PROMPT: Print the listing below exactly as written.

PROVIDED INFORMATION:
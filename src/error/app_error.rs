use crate::config::error::ConfigError;
use crate::error::DatabaseErrorConverter;
use diesel_async::pooled_connection::PoolError;
use serde::Serialize;
use thiserror::Error;

/// Application-wide error type.
///
/// Client-facing variants (`NotFound`, `BadRequest`, `Validation*`,
/// `Conflict`) carry enough context to build a response. Server-side
/// variants carry an `anyhow::Error` source that is only ever logged.
#[derive(Error, Debug)]
pub enum AppError {
    /// Resource not found error with entity, field, and value information
    #[error("Resource not found: {entity} with {field}={value}")]
    NotFound {
        entity: String,
        field: String,
        value: String,
    },

    /// Validation error raised by a store constraint
    #[error("Validation failed for {field}: {reason}")]
    Validation { field: String, reason: String },

    /// Request payload validation errors, one entry per offending field
    #[error("Request validation failed")]
    ValidationErrors { errors: Vec<ValidationFieldError> },

    /// Malformed request (bad JSON, bad path identifier, missing identifier)
    #[error("Bad request: {message}")]
    BadRequest { message: String },

    /// The write would break a reference held by another row
    #[error("Conflict: {message}")]
    Conflict { message: String },

    /// Database operation error with operation context
    #[error("Database operation failed: {operation}")]
    Database {
        operation: String,
        #[source]
        source: anyhow::Error,
    },

    /// Connection pool error
    #[error("Connection pool error")]
    ConnectionPool {
        #[source]
        source: anyhow::Error,
    },

    /// A row was written but could not be read back afterwards.
    #[error("Created {entity} with id={id} could not be read back")]
    PostWriteVerification {
        entity: String,
        id: i32,
        #[source]
        source: anyhow::Error,
    },

    /// Configuration error with key information
    #[error("Configuration error: {key}")]
    Configuration {
        key: String,
        #[source]
        source: anyhow::Error,
    },

    /// Internal error for unexpected failures
    #[error("Internal error")]
    Internal {
        #[source]
        source: anyhow::Error,
    },
}

/// A single field-level validation failure.
#[derive(Debug, Clone, PartialEq, Eq, Serialize)]
pub struct ValidationFieldError {
    pub field: String,
    pub message: String,
}

impl AppError {
    /// Shorthand for the not-found-by-id case every resource shares.
    pub fn not_found_by_id(entity: &str, id: i32) -> Self {
        AppError::NotFound {
            entity: entity.to_string(),
            field: "id".to_string(),
            value: id.to_string(),
        }
    }

    /// Whether the error is the server's fault (and must not leak details).
    pub fn is_server_error(&self) -> bool {
        matches!(
            self,
            AppError::Database { .. }
                | AppError::ConnectionPool { .. }
                | AppError::PostWriteVerification { .. }
                | AppError::Configuration { .. }
                | AppError::Internal { .. }
        )
    }
}

impl From<anyhow::Error> for AppError {
    fn from(error: anyhow::Error) -> Self {
        AppError::Internal { source: error }
    }
}

impl From<diesel::result::Error> for AppError {
    fn from(error: diesel::result::Error) -> Self {
        DatabaseErrorConverter::convert_diesel_error(error, "database operation")
    }
}

impl From<bb8::RunError<PoolError>> for AppError {
    fn from(error: bb8::RunError<PoolError>) -> Self {
        AppError::ConnectionPool {
            source: anyhow::Error::from(error),
        }
    }
}

impl From<ConfigError> for AppError {
    fn from(error: ConfigError) -> Self {
        let key = error.key().unwrap_or("settings").to_string();
        AppError::Configuration {
            key,
            source: anyhow::Error::from(error),
        }
    }
}

impl From<validator::ValidationErrors> for AppError {
    fn from(errors: validator::ValidationErrors) -> Self {
        let mut errors: Vec<ValidationFieldError> = errors
            .field_errors()
            .into_iter()
            .flat_map(|(field, failures)| {
                failures.iter().map(move |failure| ValidationFieldError {
                    field: field.to_string(),
                    message: failure
                        .message
                        .as_ref()
                        .map(|m| m.to_string())
                        .unwrap_or_else(|| failure.code.to_string()),
                })
            })
            .collect();
        errors.sort_by(|a, b| a.field.cmp(&b.field));
        AppError::ValidationErrors { errors }
    }
}

impl From<axum::extract::rejection::JsonRejection> for AppError {
    fn from(rejection: axum::extract::rejection::JsonRejection) -> Self {
        AppError::BadRequest {
            message: rejection.body_text(),
        }
    }
}

impl From<axum::extract::rejection::PathRejection> for AppError {
    fn from(rejection: axum::extract::rejection::PathRejection) -> Self {
        AppError::BadRequest {
            message: rejection.body_text(),
        }
    }
}

/// Type alias for Result with AppError to simplify function signatures
pub type AppResult<T> = Result<T, AppError>;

COMPLETED TASK:
filename src/error/app_error.rs
use crate::config::error::ConfigError;
use crate::error::DatabaseErrorConverter;
use diesel_async::pooled_connection::PoolError;
use serde::Serialize;
use thiserror::Error;

/// Application-wide error type.
///
/// Client-facing variants (`NotFound`, `BadRequest`, `Validation*`,
/// `Conflict`) carry enough context to build a response. Server-side
/// variants carry an `anyhow::Error` source that is only ever logged.
#[derive(Error, Debug)]
pub enum AppError {
    /// Resource not found error with entity, field, and value information
    #[error("Resource not found: {entity} with {field}={value}")]
    NotFound {
        entity: String,
        field: String,
        value: String,
    },

    /// Validation error raised by a store constraint
    #[error("Validation failed for {field}: {reason}")]
    Validation { field: String, reason: String },

    /// Request payload validation errors, one entry per offending field
    #[error("Request validation failed")]
    ValidationErrors { errors: Vec<ValidationFieldError> },

    /// Malformed request (bad JSON, bad path identifier, missing identifier)
    #[error("Bad request: {message}")]
    BadRequest { message: String },

    /// The write would break a reference held by another row
    #[error("Conflict: {message}")]
    Conflict { message: String },

    /// Database operation error with operation context
    #[error("Database operation failed: {operation}")]
    Database {
        operation: String,
        #[source]
        source: anyhow::Error,
    },

    /// Connection pool error
    #[error("Connection pool error")]
    ConnectionPool {
        #[source]
        source: anyhow::Error,
    },

    /// A row was written but could not be read back afterwards.
    #[error("Created {entity} with id={id} could not be read back")]
    PostWriteVerification {
        entity: String,
        id: i32,
        #[source]
        source: anyhow::Error,
    },

    /// Configuration error with key information
    #[error("Configuration error: {key}")]
    Configuration {
        key: String,
        #[source]
        source: anyhow::Error,
    },

    /// Internal error for unexpected failures
    #[error("Internal error")]
    Internal {
        #[source]
        source: anyhow::Error,
    },
}

/// A single field-level validation failure.
#[derive(Debug, Clone, PartialEq, Eq, Serialize)]
pub struct ValidationFieldError {
    pub field: String,
    pub message: String,
}

impl AppError {
    /// Shorthand for the not-found-by-id case every resource shares.
    pub fn not_found_by_id(entity: &str, id: i32) -> Self {
        AppError::NotFound {
            entity: entity.to_string(),
            field: "id".to_string(),
            value: id.to_string(),
        }
    }

    /// Whether the error is the server's fault (and must not leak details).
    pub fn is_server_error(&self) -> bool {
        matches!(
            self,
            AppError::Database { .. }
                | AppError::ConnectionPool { .. }
                | AppError::PostWriteVerification { .. }
                | AppError::Configuration { .. }
                | AppError::Internal { .. }
        )
    }
}

impl From<anyhow::Error> for AppError {
    fn from(error: anyhow::Error) -> Self {
        AppError::Internal { source: error }
    }
}

impl From<diesel::result::Error> for AppError {
    fn from(error: diesel::result::Error) -> Self {
        DatabaseErrorConverter::convert_diesel_error(error, "database operation")
    }
}

impl From<bb8::RunError<PoolError>> for AppError {
    fn from(error: bb8::RunError<PoolError>) -> Self {
        AppError::ConnectionPool {
            source: anyhow::Error::from(error),
        }
    }
}

impl From<ConfigError> for AppError {
    fn from(error: ConfigError) -> Self {
        let key = error.key().unwrap_or("settings").to_string();
        AppError::Configuration {
            key,
            source: anyhow::Error::from(error),
        }
    }
}

impl From<validator::ValidationErrors> for AppError {
    fn from(errors: validator::ValidationErrors) -> Self {
        let mut errors: Vec<ValidationFieldError> = errors
            .field_errors()
            .into_iter()
            .flat_map(|(field, failures)| {
                failures.iter().map(move |failure| ValidationFieldError {
                    field: field.to_string(),
                    message: failure
                        .message
                        .as_ref()
                        .map(|m| m.to_string())
                        .unwrap_or_else(|| failure.code.to_string()),
                })
            })
            .collect();
        errors.sort_by(|a, b| a.field.cmp(&b.field));
        AppError::ValidationErrors { errors }
    }
}

impl From<axum::extract::rejection::JsonRejection> for AppError {
    fn from(rejection: axum::extract::rejection::JsonRejection) -> Self {
        AppError::BadRequest {
            message: rejection.body_text(),
        }
    }
}

impl From<axum::extract::rejection::PathRejection> for AppError {
    fn from(rejection: axum::extract::rejection::PathRejection) -> Self {
        AppError::BadRequest {
            message: rejection.body_text(),
        }
    }
}

/// Type alias for Result with AppError to simplify function signatures
pub type AppResult<T> = Result<T, AppError>;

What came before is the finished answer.